Your assignment: Copy all lines of the listing that include the string "TermId".

Excerpted data:
·····

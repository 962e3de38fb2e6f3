use super::*;
use std::fs;
use tempfile::TempDir;

fn write(dir: &Path, rel: &str, content: &str) -> PathBuf {
    let path = dir.join(rel);
    fs::create_dir_all(path.parent().unwrap()).unwrap();
    fs::write(&path, content).unwrap();
    path
}

#[test]
fn test_missing_directory_is_empty() {
    let dir = TempDir::new().unwrap();
    let locator = MirrorLocator::open(dir.path().join("nope")).unwrap();
    assert!(locator.is_empty());
    assert!(locator.find("anything").is_none());
}

#[test]
fn test_indexes_nested_json_only() {
    let dir = TempDir::new().unwrap();
    write(dir.path(), "Prod/flows/ALPHA.json", "{}");
    write(dir.path(), "Prod/other/deep/BETA.json", "{}");
    write(dir.path(), "Prod/flows/README.md", "notes");

    let locator = MirrorLocator::open(dir.path()).unwrap();
    assert_eq!(locator.len(), 2);
}

#[test]
fn test_exact_match_preferred_over_case_insensitive() {
    let dir = TempDir::new().unwrap();
    write(dir.path(), "a/term_x.json", "{}");
    let exact = write(dir.path(), "b/Term_X.json", "{}");

    let locator = MirrorLocator::open(dir.path()).unwrap();
    assert_eq!(locator.find("Term_X"), Some(exact.as_path()));
}

#[test]
fn test_case_insensitive_fallback_and_trim() {
    let dir = TempDir::new().unwrap();
    let path = write(dir.path(), "Prod/f/Ingesta_Ventas.json", "{}");

    let locator = MirrorLocator::open(dir.path()).unwrap();
    assert_eq!(locator.find("  ingesta_ventas "), Some(path.as_path()));
    assert!(locator.find("   ").is_none());
}

#[tokio::test]
async fn test_fetch_builds_mirror_record() {
    let dir = TempDir::new().unwrap();
    let path = write(
        dir.path(),
        "Prod/f/VENTAS.json",
        r#"{"ing_table": "raw_bsc.ventas"}"#,
    );

    let locator = MirrorLocator::open(dir.path()).unwrap();
    let record = locator
        .fetch(&TermId::new("VENTAS"))
        .await
        .unwrap()
        .unwrap();

    assert_eq!(record.id, TermId::new("VENTAS"));
    assert_eq!(record.origin, TermOrigin::Mirror);
    assert_eq!(record.display_name, path.display().to_string());
    assert_eq!(record.body["ing_table"], "raw_bsc.ventas");
    assert!(record.guid.is_none());
}

#[tokio::test]
async fn test_fetch_miss_is_none() {
    let dir = TempDir::new().unwrap();
    write(dir.path(), "x.json", "{}");

    let locator = MirrorLocator::open(dir.path()).unwrap();
    let found = locator.fetch(&TermId::new("missing")).await.unwrap();
    assert!(found.is_none());
}

#[tokio::test]
async fn test_fetch_malformed_json_is_error() {
    let dir = TempDir::new().unwrap();
    write(dir.path(), "broken.json", "{ not json");

    let locator = MirrorLocator::open(dir.path()).unwrap();
    let err = locator.fetch(&TermId::new("broken")).await.unwrap_err();
    assert!(matches!(err, LocateError::MalformedJson { .. }));
    assert!(err.to_string().contains("[L002]"));
}

#[tokio::test(flavor = "current_thread")]
async fn test_concurrent_fetches_on_single_thread_runtime() {
    let dir = TempDir::new().unwrap();
    write(dir.path(), "a/ONE.json", r#"{"n": 1}"#);
    write(dir.path(), "b/TWO.json", r#"{"n": 2}"#);

    let locator = MirrorLocator::open(dir.path()).unwrap();
    let id_one = TermId::new("ONE");
    let id_two = TermId::new("TWO");
    let (one, two) = tokio::join!(locator.fetch(&id_one), locator.fetch(&id_two));
    assert_eq!(one.unwrap().unwrap().body["n"], 1);
    assert_eq!(two.unwrap().unwrap().body["n"], 2);
}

·····

Answer:
        .fetch(&TermId::new("VENTAS"))
    assert_eq!(record.id, TermId::new("VENTAS"));
    let found = locator.fetch(&TermId::new("missing")).await.unwrap();
    let err = locator.fetch(&TermId::new("broken")).await.unwrap_err();
    let id_one = TermId::new("ONE");
    let id_two = TermId::new("TWO");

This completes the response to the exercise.